Consider the magnitude $\text{off}(B)$, as the square root of the sum of squares of the off-diagonal terms of $B$:

$$\text{off}(B)^2={\left\lVert B \right\rVert}_F - \sum_{i=1}^n b_{ii}^2$$

In relating it to the value of that magnitude for the original matrix, $\text{off}(A)$, and reach the known result: $\text{off}(B)^2 = \text{off}(A)^2 -2a_{pq}^2$ (see ref. [3]), it is made the following:

\begin{array}{ll} \text{off}(B)^2 &= {\left\lVert A \right\rVert}_F - \sum_{i=1}^n b_{ii}^2 = {\left\lVert A \right\rVert}_F - \sum_{i \neq p, q} b_{ii}^2 - (b_{pp}^2+b_{qq}^2) &= {\left\lVert A \right\rVert}_F - \sum_{i \neq p, q} a_{ii}^2 - (b_{pp}^2+b_{qq}^2)\\ &\uparrow &\uparrow \\ & \left\lVert A \right\rVert_F=\left\lVert B \right\rVert_F \ \textrm{, because} \ J \ \text{is orthogonal} &\textrm{only}\ p\textrm{-th} \ \textrm{and} \ q\textrm{-th} \ \textrm{rows and columns of A change} \\ \\ &={\left\lVert A \right\rVert}_F - \sum_{i \neq p, q} a_{ii}^2 - (a_{pp}^2+ 2a_{pq}^2 +a_{qq}^2) \\ &\uparrow \\ &?? \ \textrm{(my question)} \end{array}

I understand this implies that $$b_{pp}^2+b_{qq}^2 = a_{pp}^2+ 2a_{pq}^2 +a_{qq}^2\quad (1)$$

To verify this, I calculate the value of the transformed $p$-th and $q$-th diagonal terms:

\begin{align} b_{pp} &= c^2a_{pp}-2csa_{pq}+s^2a_{qq}\\ b_{qq} &= s^2a_{pp}+2csa_{pq}+c^2a_{qq} \end{align}

with $c$ and $s$ being $\cos(\theta)$ and $\sin(\theta)$ respectively.

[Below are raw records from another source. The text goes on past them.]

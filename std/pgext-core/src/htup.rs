///
/// Heap tuple header layout.
///
/// A row datum is a varlena whose bytes start with the tuple header:
///
/// ```text
/// offset  size  field
///      0     4  datum_len      (varlena 4-byte header)
///      4     4  datum_typmod
///      8     4  datum_typeid
///     12     6  t_ctid         (zero for row datums)
///     18     2  t_infomask2    (low 11 bits: number of attributes)
///     20     2  t_infomask     (HEAP_HASNULL | HEAP_HASVARWIDTH | HEAP_HASEXTERNAL)
///     22     1  t_hoff         (offset of attribute data, MAXALIGN'd)
///     23     -  t_bits         (null bitmap when HEAP_HASNULL, bit set = not null)
/// ```
///

use crate::host::Oid;
use crate::varlena::Varlena;

pub const DATUM_LEN_OFFSET: usize = 0;
pub const TYPMOD_OFFSET: usize = 4;
pub const TYPEID_OFFSET: usize = 8;
pub const CTID_OFFSET: usize = 12;
pub const INFOMASK2_OFFSET: usize = 18;
pub const INFOMASK_OFFSET: usize = 20;
pub const HOFF_OFFSET: usize = 22;
pub const BITS_OFFSET: usize = 23;
pub const SIZEOF_HEAP_TUPLE_HEADER: usize = 23;

pub const HEAP_HASNULL: u16 = 0x0001;
pub const HEAP_HASVARWIDTH: u16 = 0x0002;
pub const HEAP_HASEXTERNAL: u16 = 0x0004;
pub const HEAP_NATTS_MASK: u16 = 0x07FF;
/// Widest row the host forms; keeps `t_hoff` within one byte.
pub const MAX_HEAP_ATTRIBUTE_NUMBER: usize = 1600;

pub const MAXIMUM_ALIGNOF: usize = 8;

pub const fn maxalign(len: usize) -> usize {
    (len + MAXIMUM_ALIGNOF - 1) & !(MAXIMUM_ALIGNOF - 1)
}

/// Rounds `offset` up to a multiple of `align` (a power of two).
pub const fn att_align(offset: usize, align: usize) -> usize {
    (offset + align - 1) & !(align - 1)
}

/// Type identity recorded in a row datum's header.
#[derive(Debug, Clone, Copy, PartialEq, Eq)]
pub struct DatumTupleFields {
    pub datum_len: u32,
    pub datum_typmod: i32,
    pub datum_typeid: Oid,
}

/// A row: its length and its header + payload bytes.
///
/// The bytes stay alive as long as any clone of the `HeapTuple` does.
#[derive(Debug, Clone, PartialEq, Eq)]
pub struct HeapTuple {
    pub t_len: u32,
    pub t_data: Varlena,
}

impl HeapTuple {
    pub fn from_varlena(data: Varlena) -> Self {
        Self {
            t_len: data.varsize_any() as u32,
            t_data: data,
        }
    }

    pub fn bytes(&self) -> &[u8] {
        self.t_data.as_bytes()
    }

    /// Type id, typmod and length from the header; `None` if the blob is too
    /// short to hold one.
    pub fn datum_tuple_fields(&self) -> Option<DatumTupleFields> {
        let b = self.bytes();
        if b.len() < SIZEOF_HEAP_TUPLE_HEADER {
            return None;
        }
        Some(DatumTupleFields {
            datum_len: read_u32(b, DATUM_LEN_OFFSET) >> 2,
            datum_typmod: read_u32(b, TYPMOD_OFFSET) as i32,
            datum_typeid: read_u32(b, TYPEID_OFFSET),
        })
    }

    pub fn natts(&self) -> usize {
        (read_u16(self.bytes(), INFOMASK2_OFFSET) & HEAP_NATTS_MASK) as usize
    }

    pub fn infomask(&self) -> u16 {
        read_u16(self.bytes(), INFOMASK_OFFSET)
    }

    pub fn hoff(&self) -> usize {
        self.bytes().get(HOFF_OFFSET).copied().unwrap_or(0) as usize
    }

    pub fn has_nulls(&self) -> bool {
        self.infomask() & HEAP_HASNULL != 0
    }

    pub fn has_external(&self) -> bool {
        self.infomask() & HEAP_HASEXTERNAL != 0
    }

    /// Null flag for a zero-based attribute index, per the null bitmap.
    pub fn att_isnull(&self, index: usize) -> bool {
        if !self.has_nulls() {
            return false;
        }
        match self.bytes().get(BITS_OFFSET + index / 8) {
            Some(byte) => byte & (1 << (index % 8)) == 0,
            None => true,
        }
    }
}

fn read_u32(b: &[u8], at: usize) -> u32 {
    match b.get(at..at + 4) {
        Some(s) => u32::from_le_bytes([s[0], s[1], s[2], s[3]]),
        None => 0,
    }
}

fn read_u16(b: &[u8], at: usize) -> u16 {
    match b.get(at..at + 2) {
        Some(s) => u16::from_le_bytes([s[0], s[1]]),
        None => 0,
    }
}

I then square and add them, leading to a long expression that seems far from being the stated result $(1)$. For example, the coefficient of $a_{pp}$ turns out to be $c^4+ s^4$, instead of $1$, and so does the coefficient of $a_{qq}$.

Does this resulting long trigonometric expression just ends up leading to eq. $(1)$? Or just am I missing something in the procedure?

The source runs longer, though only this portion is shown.